Таким образом, зрелые экологические системы, вероятно, характеризуются наиболее устойчивым сигнальным полем, образуемым множеством стабильных элементов. Млекопитающим в этом процессе принадлежит ведущая роль, так как они оказывают наибольшее физическое воздействие на ландшафт и наиболее активно используют информацию, сохранённую в оставленных ими следах жизнедеятельности».

Ванисова, Никольский, 2012, op.cit.

Сигнальное поле —  блок памяти, регулирующий точность и устойчивость воспроизводства популяционной структуры через управление перемещениями и взаимодействиями особей. Чем выше плотность поселения и интенсивней взаимодействия, тем выше продукция вторичных сигналов, разность устойчивых концентраций которых в среде образует аттракторы, градиенты и т. д. элементы  поля. Если собственно сигнальное поле наиболее важно в плане дистанционного наведения активных вселенцев (направленность переселений которых связывает устойчивые группировки в системное целое, популяцию, позволяет «перебрасывать» особей из резерва в места недавнего истребления для восстановления численности), то для резидентов внутри группировок аналогичную функцию выполняет коммуникативная сеть с постоянным «подглядыванием» компаньонов друг за другом.
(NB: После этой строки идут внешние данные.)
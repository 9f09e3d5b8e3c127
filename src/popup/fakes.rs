//! In-memory store and tab host for popup tests.

use std::cell::{Cell, RefCell};

use crate::domain::{Contact, NewContact, NewTemplate, RecordId, Resource, Template};
use crate::inject::InjectionRequest;
use crate::store::{RemoteStore, StoreError, StoreResult};
use crate::tab::{TabHost, TabInfo, TabResult};

#[derive(Default)]
pub struct FakeStore {
    pub contacts: RefCell<Vec<Contact>>,
    pub templates: RefCell<Vec<Template>>,
    next_id: Cell<u32>,
    pub offline: Cell<bool>,
    pub writes: Cell<u32>,
}

impl FakeStore {
    fn id(&self) -> RecordId {
        self.next_id.set(self.next_id.get() + 1);
        RecordId::new(self.next_id.get().to_string())
    }

    fn offline_err(resource: &'static str) -> StoreError {
        StoreError::Connectivity {
            resource,
            url: "http://127.0.0.1:5000/api".into(),
            reason: "connection refused".into(),
        }
    }
}

impl RemoteStore for FakeStore {
    fn list_contacts(&self) -> StoreResult<Vec<Contact>> {
        if self.offline.get() {
            return Err(Self::offline_err("contact"));
        }
        Ok(self.contacts.borrow().clone())
    }

    fn list_templates(&self) -> StoreResult<Vec<Template>> {
        if self.offline.get() {
            return Err(Self::offline_err("template"));
        }
        Ok(self.templates.borrow().clone())
    }

    fn create_contact(&self, c: &NewContact) -> StoreResult<()> {
        self.writes.set(self.writes.get() + 1);
        let id = self.id();
        self.contacts.borrow_mut().push(Contact {
            id,
            name: c.name.clone(),
            email: c.email.clone(),
        });
        Ok(())
    }

    fn create_template(&self, t: &NewTemplate) -> StoreResult<()> {
        self.writes.set(self.writes.get() + 1);
        let id = self.id();
        self.templates.borrow_mut().push(Template {
            id,
            title: t.title.clone(),
            subject: t.subject.clone(),
            body: t.body.clone(),
        });
        Ok(())
    }

    fn delete(&self, resource: Resource, id: &RecordId) -> StoreResult<()> {
        self.writes.set(self.writes.get() + 1);
        match resource {
            Resource::Contact => self.contacts.borrow_mut().retain(|c| &c.id != id),
            Resource::Template => self.templates.borrow_mut().retain(|t| &t.id != id),
        }
        Ok(())
    }
}

pub struct FakeHost {
    pub url: String,
    pub sent: RefCell<Vec<InjectionRequest>>,
}

impl FakeHost {
    pub fn at(url: &str) -> Self {
        Self {
            url: url.into(),
            sent: RefCell::new(vec![]),
        }
    }
}

impl TabHost for FakeHost {
    fn active_tab(&self) -> TabResult<TabInfo> {
        Ok(TabInfo {
            id: 3,
            url: self.url.clone(),
        })
    }

    fn dispatch(&self, _tab: &TabInfo, request: &InjectionRequest) -> TabResult<()> {
        self.sent.borrow_mut().push(request.clone());
        Ok(())
    }
}

pub const GMAIL: &str = "https://mail.google.com/";

pub fn seeded() -> FakeStore {
    let store = FakeStore::default();
    store
        .create_contact(&NewContact {
            name: "Ann".into(),
            email: "ann@x.com".into(),
        })
        .expect("seed");
    store
        .create_contact(&NewContact {
            name: "Bob".into(),
            email: "bob@x.com".into(),
        })
        .expect("seed");
    store
        .create_template(&NewTemplate {
            title: "Hello".into(),
            subject: "Hi there".into(),
            body: "Long time no see".into(),
        })
        .expect("seed");
    store.writes.set(0);
    store
}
Так в каждой из местностей, заселённых видом, возникает система аттракторов, подправляемых и воспроизводимых из года в год, соотношение «силы» которых даёт представление о градиентах изменений плотности и устойчивости группировок в данной местности, т.е. градиентов их привлекательности для мигрантов и особей из «подвижного резерва популяции», выбирающих место для подселения. Так в каждой из местностей сигнальное поле прочерчивает градиенты социальной плотности: «вверх» по ним движутся успешные особи, переселением в более плотные/устойчивые группировки старающиеся повысить свой статус, «вниз» — лузеры, вытесненные с территорий, потерявшие партнёра и пр.
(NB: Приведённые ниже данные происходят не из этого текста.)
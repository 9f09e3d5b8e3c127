use crate::domain::{NewContact, NewTemplate, Resource};

#[derive(Debug, Clone, PartialEq, Eq)]
pub struct FormField {
    pub label: &'static str,
    pub value: String,
    pub multiline: bool,
}

impl FormField {
    fn new(label: &'static str) -> Self {
        Self {
            label,
            value: String::new(),
            multiline: false,
        }
    }
}

/// What a complete form submits.
#[derive(Debug, Clone, PartialEq, Eq)]
pub enum Submission {
    Contact(NewContact),
    Template(NewTemplate),
}

/// The "add contact" / "add template" modal.
#[derive(Debug, Clone, PartialEq, Eq)]
pub struct RecordForm {
    pub resource: Resource,
    pub fields: Vec<FormField>,
    pub focus: usize,
}

impl RecordForm {
    pub fn new(resource: Resource) -> Self {
        let fields = match resource {
            Resource::Contact => vec![FormField::new("Name"), FormField::new("Email")],
            Resource::Template => vec![
                FormField::new("Title"),
                FormField::new("Subject"),
                FormField {
                    multiline: true,
                    ..FormField::new("Body")
                },
            ],
        };
        Self {
            resource,
            fields,
            focus: 0,
        }
    }

    pub fn title(&self) -> &'static str {
        match self.resource {
            Resource::Contact => " Add contact ",
            Resource::Template => " Add template ",
        }
    }

    pub fn focused(&self) -> &FormField {
        &self.fields[self.focus]
    }

    pub fn is_last_field(&self) -> bool {
        self.focus + 1 == self.fields.len()
    }

    pub fn focus_next(&mut self) {
        self.focus = (self.focus + 1) % self.fields.len();
    }

    pub fn focus_prev(&mut self) {
        self.focus = (self.focus + self.fields.len() - 1) % self.fields.len();
    }

    pub fn push_char(&mut self, c: char) {
        self.fields[self.focus].value.push(c);
    }

    pub fn newline(&mut self) {
        if self.focused().multiline {
            self.fields[self.focus].value.push('\n');
        }
    }

    pub fn backspace(&mut self) {
        self.fields[self.focus].value.pop();
    }

    fn value(&self, i: usize) -> String {
        self.fields[i].value.trim().to_string()
    }

    /// `None` while any field is blank after trimming.
    pub fn submission(&self) -> Option<Submission> {
        if self.fields.iter().any(|f| f.value.trim().is_empty()) {
            return None;
        }
        Some(match self.resource {
            Resource::Contact => Submission::Contact(NewContact {
                name: self.value(0),
                email: self.value(1),
            }),
            Resource::Template => Submission::Template(NewTemplate {
                title: self.value(0),
                subject: self.value(1),
                body: self.value(2),
            }),
        })
    }
}

#[cfg(test)]
mod tests {
    use super::*;

    fn type_in(form: &mut RecordForm, s: &str) {
        for c in s.chars() {
            form.push_char(c);
        }
    }

    #[test]
    fn blank_fields_block_submission() {
        let mut form = RecordForm::new(Resource::Contact);
        type_in(&mut form, "Jo");
        assert_eq!(form.submission(), None);
        form.focus_next();
        type_in(&mut form, "   ");
        assert_eq!(form.submission(), None);
    }

    #[test]
    fn values_are_trimmed() {
        let mut form = RecordForm::new(Resource::Contact);
        type_in(&mut form, " Jo ");
        form.focus_next();
        type_in(&mut form, "jo@x.com ");
        assert_eq!(
            form.submission(),
            Some(Submission::Contact(NewContact {
                name: "Jo".into(),
                email: "jo@x.com".into()
            }))
        );
    }

    #[test]
    fn only_the_body_accepts_newlines() {
        let mut form = RecordForm::new(Resource::Template);
        form.newline();
        assert_eq!(form.fields[0].value, "");
        form.focus_prev();
        assert!(form.is_last_field());
        type_in(&mut form, "a");
        form.newline();
        type_in(&mut form, "b");
        assert_eq!(form.fields[2].value, "a\nb");
    }
}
Между разными местностями то же сигнальное поле обеспечивает сортировку особей по потенциям развития поведения, перенаправляя предпочитающих социальный стресс энвиронментальному всё ближе к центральной части, а особей с противоположными предпочтениями — сбагривающее на периферию. В результате перемещения особей между поселениями не случайны, а организованы соответствующей системой градиентов (см. рис.6Б ниже).

Популяция как система с определённой структурой (информационным компонентом которой выступает сигнальное поле) «умеет управлять» перемещениями и взаимодействиями особей — своих элементов, так что с высокой вероятностью особи с определёнными потенциями развития поведения оказываются именно в той части ареала, в тех группировках, в той экологической среде, которая наиболее благоприятна с точки зрения развития именно их поведения (относящегося обычно к одной из N возможных жизненных стратегий). Лучше всего это выходит в урбанизированных популяциях, почему их структура устойчиво воспроизводится в ландшафтах с наиболее нестабильной и быстро меняющейся (и случайным образом и направленно) мозаичностью среды — в городах.
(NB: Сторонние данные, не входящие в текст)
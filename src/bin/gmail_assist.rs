use anyhow::{Result, anyhow};
use clap::{Parser, Subcommand};
use std::time::Duration;

use gmail_assist::config::{Config, Flow, load_config, resolve_socket_path};
use gmail_assist::host::{HostConfig, run_host};
use gmail_assist::inject::Locator;
use gmail_assist::popup::run_popup;
use gmail_assist::store::HttpStore;
use gmail_assist::tab::bridge::SocketTabHost;

#[derive(Parser)]
#[command(name = "gmail_assist")]
#[command(about = "Gmail templates and contacts (popup + tab host)", long_about = None)]
struct Cli {
    #[command(subcommand)]
    cmd: Option<Command>,
}

#[derive(Subcommand)]
enum Command {
    /// Run the popup (default)
    Popup {
        /// Override the configured flow
        #[arg(long, value_parser = parse_flow)]
        flow: Option<Flow>,
    },

    /// Host a Gmail tab for the popup to inject into
    Host {
        #[arg(long, default_value = "https://mail.google.com/mail/u/0/#inbox")]
        url: String,

        /// Milliseconds before the compose window's Send button appears
        #[arg(long, default_value_t = 300)]
        compose_delay_ms: u64,

        /// Start without a compose window
        #[arg(long)]
        no_compose: bool,
    },
}

fn parse_flow(s: &str) -> std::result::Result<Flow, String> {
    match s {
        "wizard" => Ok(Flow::Wizard),
        "template-only" | "template_only" => Ok(Flow::TemplateOnly),
        other => Err(format!("unknown flow '{other}' (wizard, template-only)")),
    }
}

fn config() -> Result<Config> {
    load_config().map_err(|e| anyhow!("Configuration error: {e}"))
}

fn main() -> Result<()> {
    env_logger::init();

    let cli = Cli::parse();

    match cli.cmd.unwrap_or(Command::Popup { flow: None }) {
        Command::Popup { flow } => {
            let mut cfg = config()?;
            if let Some(flow) = flow {
                cfg.flow = flow;
            }
            let store = HttpStore::new(&cfg.api_base_url, cfg.request_timeout())?;
            let host = SocketTabHost::new(resolve_socket_path(&cfg)?);
            run_popup(&cfg, &store, &host).map_err(|e| anyhow!("{e}"))
        }

        Command::Host {
            url,
            compose_delay_ms,
            no_compose,
        } => {
            let cfg = config()?;
            run_host(HostConfig {
                url,
                socket: resolve_socket_path(&cfg)?,
                locator: Locator::new(cfg.locator_attempts, cfg.locator_interval()),
                compose: !no_compose,
                compose_delay: Duration::from_millis(compose_delay_ms),
            })
        }
    }
}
Поэтому популяции позвоночных в значительной степени автономизированы от среды: мало того, что социальная плотность уже существующих группировок создаёт как бы кокон, опосредующий все внешние воздействия на особей (так что действия, скажем, экологических факторов или паразитов воспринимаются через производимые ими изменения социальной среды), но также благодаря направляющей функции сигнального поля система так регулирует разнокачественность особей, растасовывая их между группировками в разных частях ареала, с разной социальной плотностью, разной устойчивостью и пр., что каждая особь с высокой вероятностью оказывается именно в той среде которая оптимальная для развития именно её поведенческих потенций. Если конечно, не погибнет в процессах сортировки и переброски, или в период пребывания в «подвижном резерве». Об этом же см. статьи Н.А.Щипанова с соавт. про мелких млекопитающих; иллюстрация механизма сортировки см. рис. 1А-Б здесь.

От саморегуляции к номогенезу?

Некогда Б.Б.Жуков при объяснении, почему достижения эпигенетики — не прорыв в эволюционной теории и не доказательство, что «Ламарк был прав», замечательно выразился об ошибочности «исходить не из веры в то, что организм всегда знает, как ему меняться под действием того или иного фактора». «На первом шаге» анализа эволюционных процессов это действительно так — пока мы абстрагируемся от того, что особи, существующие в мозаике местообитаний и подвергающиеся отбору, не независимы, а связаны вполне конкретными отношениями — социальными (к компаньонам), территориальными (к пространству), биотопическими (к растительности и пр. параметрам местообитания).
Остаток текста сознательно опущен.